The ancient Dell screen flickers like it's having an existential crisis—which, honestly, makes two of us. I'm hunched over my Jurassic-era laptop in Ashcroft High's library, bathed in the kind of blue glow that screams "virgin at seventeen" to anyone with functioning retinas. The place is more deserted than a Discord server after a major drama, which suits me just fine.

Every sane student cleared out hours ago, probably doing normal teenager things like having friends or touching grass. But here's the thing about sanity—it's overrated when you've got gigabytes of "research material" to download. And yes, before you ask, I'm absolutely browsing F95Zone in a public library like some kind of degenerate mastermind.

Look, I prefer the term "man of culture," thank you very much.

The truth is pathetically simple: no WiFi at home. Mom's convinced the internet will "rot my brain" while simultaneously binge-watching reality TV about people eating bugs for money. The irony is so thick you could cut it with a butter knife, but pointing that out only gets me lectures about "respect" and "ungrateful attitudes."

So here I am, digital refugee in glasses in a public library doing questionable things.

Mrs. Shirley shuffles around behind the circulation desk, organizing books with the enthusiasm of someone defusing a bomb. She's got that special brand of social inertia that comes from decades of shushing teenagers and slowly dying inside. We've reached an unspoken understanding: she pretends not to notice my questionable browsing habits, and I pretend not to notice her sneaking romance novels behind the encyclopedias.

My current "acquisition" is a little gem called My Grandmother's House—a visual novel about a guy returning to his grandmother's place for summer vacation and meeting her... ahem... particularly friendly neighbors. It's exactly what you think it is, wrapped in enough plot to maintain plausible deniability.

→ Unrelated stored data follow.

//! Observation log records.

use chrono::{DateTime, Utc};
use serde::{Deserialize, Serialize};

use super::coordinates::EquatorialCoordinate;
use crate::define_id_type;

define_id_type!(uuid::Uuid, ObservationId);

impl ObservationId {
    /// Fresh random identifier.
    pub fn generate() -> Self {
        Self(uuid::Uuid::new_v4())
    }
}

/// A single logged observation.
///
/// The `id` is `None` until the record has been created by an
/// [`ObservationRepository`](crate::db::repository::ObservationRepository).
/// Records are append-only; only the coordinate pair is encrypted at rest.
#[derive(Debug, Clone, PartialEq, Serialize, Deserialize)]
pub struct Observation {
    pub id: Option<ObservationId>,
    pub target: String,
    pub observed_at: DateTime<Utc>,
    pub coordinates: EquatorialCoordinate,
    pub observer: String,
    pub notes: Option<String>,
}

impl Observation {
    /// Case-insensitive key used to match observations by target.
    pub fn target_key(&self) -> String {
        target_key(&self.target)
    }
}

/// Normalize a target name for lookups (trimmed, lowercase).
pub fn target_key(target: &str) -> String {
    target.trim().to_lowercase()
}

#[cfg(test)]
mod tests {
    use super::*;

    #[test]
    fn test_observation_id_display_roundtrip() {
        let id = ObservationId::generate();
        let parsed: ObservationId = id.to_string().parse().unwrap();
        assert_eq!(parsed, id);
    }

    #[test]
    fn test_observation_id_rejects_garbage() {
        assert!("not-a-uuid".parse::<ObservationId>().is_err());
    }

    #[test]
    fn test_observation_id_serializes_as_plain_string() {
        let id = ObservationId::generate();
        let json = serde_json::to_string(&id).unwrap();
        assert_eq!(json, format!("\"{}\"", id));
    }

    #[test]
    fn test_target_key_normalizes() {
        assert_eq!(target_key("  Sirius "), "sirius");
        assert_eq!(target_key("NORTH Star"), "north star");
    }
}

Judge me all you want, but I'm seventeen with the social life of a hermit crab. My hormones are staging a full-scale rebellion, my DMs are drier than the Sahara, and my dating prospects make the heat death of the universe look optimistic. A guy's got to work with what he's got.

The download bar creeps toward completion with all the urgency of continental drift. I adjust my glasses—a nervous tic I've perfected over years of avoiding eye contact—and glance around the empty library. The silence is so complete I can hear my own breathing.

Ding. Download complete.

I shut down the laptop with the reverence of someone handling ancient artifacts, stuff it into my beat-up messenger bag, and stretch muscles that have apparently turned to concrete. One hour of hunching over a keyboard like Quasimodo's nerdy cousin. Living the dream.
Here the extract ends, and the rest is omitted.